As central districts hit €5,000/sqm, Sant Andreu's blend of industrial heritage, metro access and €3,200/sqm pricing is attracting young investors who can't afford Eixample.

By Barcelona Property Desk · Published 30 June 2026, 12:54 am

2 min read

For years, Sant Andreu was the Barcelona neighbourhood nobody talked about at dinner parties in Gràcia. But walk along Carrer de la Llibertat or browse listings near Plaça de Orfila today, and you'll see something shifting: young couples, remote workers and small investors circling properties that still cost €2,900–€3,400 per square metre—nearly 25% less than the city average.

The district's emergence as an investment hotspot reflects a broader squeeze on Barcelona's first-time buyer market.
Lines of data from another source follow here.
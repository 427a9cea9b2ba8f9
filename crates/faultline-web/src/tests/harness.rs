use std::sync::{Arc, Mutex};

use axum::{
    Router,
    body::{Body, to_bytes},
    http::{HeaderMap, Request},
    response::Response,
};
use chrono::Utc;
use jsonwebtoken::{Algorithm, EncodingKey, Header, encode};
use serde_json::json;
use tower::util::ServiceExt;

use faultline_core::backend::{Escalator, ReportStore};
use faultline_core::config::JwtConfig;
use faultline_core::effects::{EffectTargets, InlineDispatcher};
use faultline_core::models::CriticalAlert;
use faultline_core::{ServiceConfig, SqliteStateStore};

use crate::{WebState, app_router};

pub(super) const JWT_SECRET: &str = "gateway-test-secret";

#[derive(Default)]
pub(super) struct RecordingEscalator {
    pub(super) alerts: Mutex<Vec<CriticalAlert>>,
}

impl Escalator for RecordingEscalator {
    fn escalate(&self, alert: &CriticalAlert) -> faultline_core::Result<()> {
        self.alerts.lock().expect("lock").push(alert.clone());
        Ok(())
    }
}

pub(super) struct TestHarness {
    _temp: tempfile::TempDir,
    pub(super) store: SqliteStateStore,
    pub(super) escalator: Arc<RecordingEscalator>,
    pub(super) router: Router,
}

impl TestHarness {
    pub(super) fn setup() -> Self {
        Self::setup_with_report_store(|store| Arc::new(store.clone()))
    }

    /// Same wiring as `setup`, but statistics and ingestion go through the
    /// store returned by `report_store`.
    pub(super) fn setup_with_report_store(
        report_store: impl FnOnce(&SqliteStateStore) -> Arc<dyn ReportStore>,
    ) -> Self {
        let temp = tempfile::tempdir().expect("tempdir");
        let store =
            SqliteStateStore::open(temp.path().join("faultline.sqlite3")).expect("open store");
        let escalator = Arc::new(RecordingEscalator::default());
        let dispatcher = InlineDispatcher::new(EffectTargets::new(
            Arc::new(store.clone()),
            escalator.clone(),
        ));
        let config = ServiceConfig {
            jwt: Some(JwtConfig {
                secret: JWT_SECRET.to_string(),
                issuer: None,
                audience: None,
            }),
            ..ServiceConfig::default()
        };
        let mut state = WebState::new(store.clone(), Arc::new(dispatcher), &config);
        state.store = report_store(&store);
        Self {
            _temp: temp,
            store,
            escalator,
            router: app_router(state),
        }
    }

    pub(super) async fn send(&self, request: Request<Body>) -> Response {
        self.router
            .clone()
            .oneshot(request)
            .await
            .expect("router response")
    }

    pub(super) fn escalation_count(&self) -> usize {
        self.escalator.alerts.lock().expect("lock").len()
    }
}

pub(super) async fn decode_json<T: serde::de::DeserializeOwned>(response: Response) -> T {
    let bytes = to_bytes(response.into_body(), usize::MAX)
        .await
        .expect("read body bytes");
    serde_json::from_slice(&bytes).expect("decode json")
}

pub(super) fn header_value<'a>(headers: &'a HeaderMap, key: &str) -> Option<&'a str> {
    headers.get(key).and_then(|value| value.to_str().ok())
}

pub(super) fn bearer_token(permissions: &[&str]) -> String {
    let exp = Utc::now().timestamp() + 3600;
    encode(
        &Header::new(Algorithm::HS256),
        &json!({ "sub": "dashboard", "exp": exp, "permissions": permissions }),
        &EncodingKey::from_secret(JWT_SECRET.as_bytes()),
    )
    .expect("encode token")
}

#[expect(
    clippy::needless_pass_by_value,
    reason = "tests usually pass temporary `json!` values directly"
)]
pub(super) fn report_request(ip: &str, body: serde_json::Value) -> Request<Body> {
    Request::builder()
        .method("POST")
        .uri("/error-reports")
        .header("content-type", "application/json")
        .header("x-forwarded-for", ip)
        .body(Body::from(
            serde_json::to_vec(&body).expect("json request body"),
        ))
        .expect("json request")
}

pub(super) fn read_request(ip: &str, path: &str, token: Option<&str>) -> Request<Body> {
    let mut builder = Request::builder()
        .method("GET")
        .uri(path)
        .header("x-forwarded-for", ip);
    if let Some(token) = token {
        builder = builder.header("authorization", format!("Bearer {token}"));
    }
    builder.body(Body::empty()).expect("read request")
}

pub(super) fn method_request(ip: &str, method: &str) -> Request<Body> {
    Request::builder()
        .method(method)
        .uri("/error-reports")
        .header("x-forwarded-for", ip)
        .body(Body::empty())
        .expect("request")
}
With Eixample commanding €5,000+/sqm and Poblenou's tech-driven gentrification pushing prices upward, Sant Andreu offers something rare: proximity to metro lines (L1, L5, L9), liveable streets lined with family-run bars and cafés, and room to build equity without a six-figure deposit.

Local agents report a 12% year-on-year uptick in first-home acquisitions here since late 2024. Much of this is driven by young buyers leveraging updated government grants. Catalonia's Ajuts per a l'accés a l'habitatge (housing access grants) now cover up to €20,000 for purchases under €300,000—a threshold Sant Andreu comfortably meets for 60–80 sqm apartments. Combined with improved mortgage terms for under-35s and the region's €15,000 tax deduction for first-time buyers, the financial case for Sant Andreu has hardened considerably.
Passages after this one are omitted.